Vincent Peillon a présenté ce matin dans un lycée de La Ferté-sous-Jouarre (Seine-et-Marne) sa Charte de la laïcité.

Enoncée de façon didactique en 15 principes, cette charte vise à rappeler que la laïcité est « un combat, non pas contre certains, mais pour tous, pour ce qui rassemble et doit rassembler tout le monde », a affirmé le ministre.

Si elle prône le fait qu’un élève ne puisse contester aucun cours au nom de la religion – « aucun élève ne peut invoquer une conviction religieuse ou politique pour contester à un enseignant le droit de traiter une question au programme »- la charte reste silencieuse sur certaines difficultés concrètes dans les établissements, telles que les menus à la cantine ou les absences pour fête religieuse.

La présidente de la PEEP, Isabelle Marty, a tenu à souligner ce problème de la cantine, ainsi que celui du sapin de Noël, auxquels la charte n’apporte aucune solution.

« De l’ordre du symbolique »

Mais la charte est avant tout un texte de principe. Elle est « davantage de l’ordre du symbolique qu’un outil pratique », explique ainsi Philippe Portier, directeur du groupe société, religion et laïcité au CNRS.

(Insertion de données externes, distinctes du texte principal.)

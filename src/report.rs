//! Per-descriptor outcomes of a load batch.

use crate::descriptor::Descriptor;
use crate::error::LoadError;
use camino::{Utf8Path, Utf8PathBuf};
use std::fmt;

/// Pipeline stage at which a descriptor failed.
#[derive(Debug, Clone, Copy, PartialEq, Eq, Hash)]
pub enum Stage {
    /// The job could not be scheduled or did not report back.
    Schedule,
    /// Fetching from the repository set.
    Download,
    /// Checking the payload digest.
    Verify,
    /// Writing into the disk cache.
    Cache,
    /// Rewriting symbol prefixes.
    Relocate,
    /// Handing the artifact to the host scope.
    Expose,
}

impl fmt::Display for Stage {
    fn fmt(&self, f: &mut fmt::Formatter<'_>) -> fmt::Result {
        let name = match self {
            Self::Schedule => "scheduling",
            Self::Download => "download",
            Self::Verify => "verification",
            Self::Cache => "caching",
            Self::Relocate => "relocation",
            Self::Expose => "host exposure",
        };
        f.write_str(name)
    }
}

/// A descriptor-scoped failure with the stage it occurred in.
#[derive(Debug, thiserror::Error)]
#[error("{descriptor} failed during {stage}: {error}")]
pub struct LoadFailure {
    /// The descriptor that failed.
    pub descriptor: Descriptor,
    /// Where in the pipeline it failed.
    pub stage: Stage,
    /// The underlying error.
    #[source]
    pub error: LoadError,
}

/// Terminal outcome for one descriptor.
#[derive(Debug)]
pub enum LoadOutcome {
    /// The artifact is verified, relocated if needed, and cached.
    Loaded {
        /// The file consumers should use.
        path: Utf8PathBuf,
        /// Whether the artifact was injected into the host scope.
        exposed: bool,
    },
    /// The pipeline stopped before the artifact was usable.
    Failed(LoadFailure),
}

impl LoadOutcome {
    /// Whether the descriptor reached the loaded state.
    #[must_use]
    pub const fn is_loaded(&self) -> bool {
        matches!(self, Self::Loaded { .. })
    }
}

/// Outcomes of one `load` call, in request order.
///
/// Bundled descriptors appear directly after the descriptor that pulled
/// them in.
#[derive(Debug, Default)]
pub struct LoadReport {
    outcomes: Vec<(Descriptor, LoadOutcome)>,
}

impl LoadReport {
    /// Assemble a report from `(descriptor, outcome)` pairs.
    #[must_use]
    pub fn from_outcomes(outcomes: Vec<(Descriptor, LoadOutcome)>) -> Self {
        Self { outcomes }
    }

    /// Every `(descriptor, outcome)` pair.
    #[must_use]
    pub fn outcomes(&self) -> &[(Descriptor, LoadOutcome)] {
        &self.outcomes
    }

    /// The outcome recorded for `descriptor`, if it was part of the batch.
    #[must_use]
    pub fn outcome(&self, descriptor: &Descriptor) -> Option<&LoadOutcome> {
        self.outcomes
            .iter()
            .find(|(d, _)| d == descriptor)
            .map(|(_, outcome)| outcome)
    }

    /// `true` when every descriptor loaded.
    #[must_use]
    pub fn is_success(&self) -> bool {
        self.outcomes.iter().all(|(_, outcome)| outcome.is_loaded())
    }

    /// Loaded descriptors with their final paths.
    pub fn loaded(&self) -> impl Iterator<Item = (&Descriptor, &Utf8Path)> {
        self.outcomes.iter().filter_map(|(d, outcome)| match outcome {
            LoadOutcome::Loaded { path, .. } => Some((d, path.as_path())),
            LoadOutcome::Failed(_) => None,
        })
    }

    /// Failures, in request order.
    pub fn failures(&self) -> impl Iterator<Item = &LoadFailure> {
        self.outcomes.iter().filter_map(|(_, outcome)| match outcome {
            LoadOutcome::Failed(failure) => Some(failure),
            LoadOutcome::Loaded { .. } => None,
        })
    }

    /// Number of descriptors in the batch.
    #[must_use]
    pub fn len(&self) -> usize {
        self.outcomes.len()
    }

    /// Whether the batch was empty.
    #[must_use]
    pub fn is_empty(&self) -> bool {
        self.outcomes.is_empty()
    }
}
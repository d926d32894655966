//! Per-alias results of a single mutation

/// What a merge or removal did to each requested alias
#[derive(Debug, Clone, Default, PartialEq, Eq)]
pub struct ChangeReport {
    /// Aliases appended to the entry
    pub added: Vec<String>,
    /// Aliases requested for addition that the entry already had
    pub already_present: Vec<String>,
    /// Tokens dropped because they are not valid hostnames
    pub invalid: Vec<String>,
    /// Aliases removed from the entry
    pub removed: Vec<String>,
    /// Aliases requested for removal that the entry didn't have
    pub missing: Vec<String>,
    /// Removal tokens left unprocessed after the first miss
    pub skipped: Vec<String>,
}

impl ChangeReport {
    /// Whether the store was modified
    pub fn changed(&self) -> bool {
        !self.added.is_empty() || !self.removed.is_empty()
    }
}

#[cfg(test)]
mod tests {
    use super::*;

    #[test]
    fn empty_report_is_unchanged() {
        assert!(!ChangeReport::default().changed());
    }

    #[test]
    fn only_additions_and_removals_count_as_changes() {
        let report = ChangeReport {
            already_present: vec!["a".into()],
            invalid: vec!["bad_host!".into()],
            missing: vec!["z".into()],
            ..Default::default()
        };
        assert!(!report.changed());

        let report = ChangeReport {
            removed: vec!["a".into()],
            ..Default::default()
        };
        assert!(report.changed());
    }
}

Dans une circulaire qui devrait prochainement être publiée, le ministère recommande que l’affichage de la charte dans l’établissement « revête un caractère solennel et constitue un moment fort dans la vie des écoles ».

La première charte est aujourd’hui affichée au lycée de La Ferté-sous-Jouarre : elle devra désormais l’être dans tous les établissements scolaires.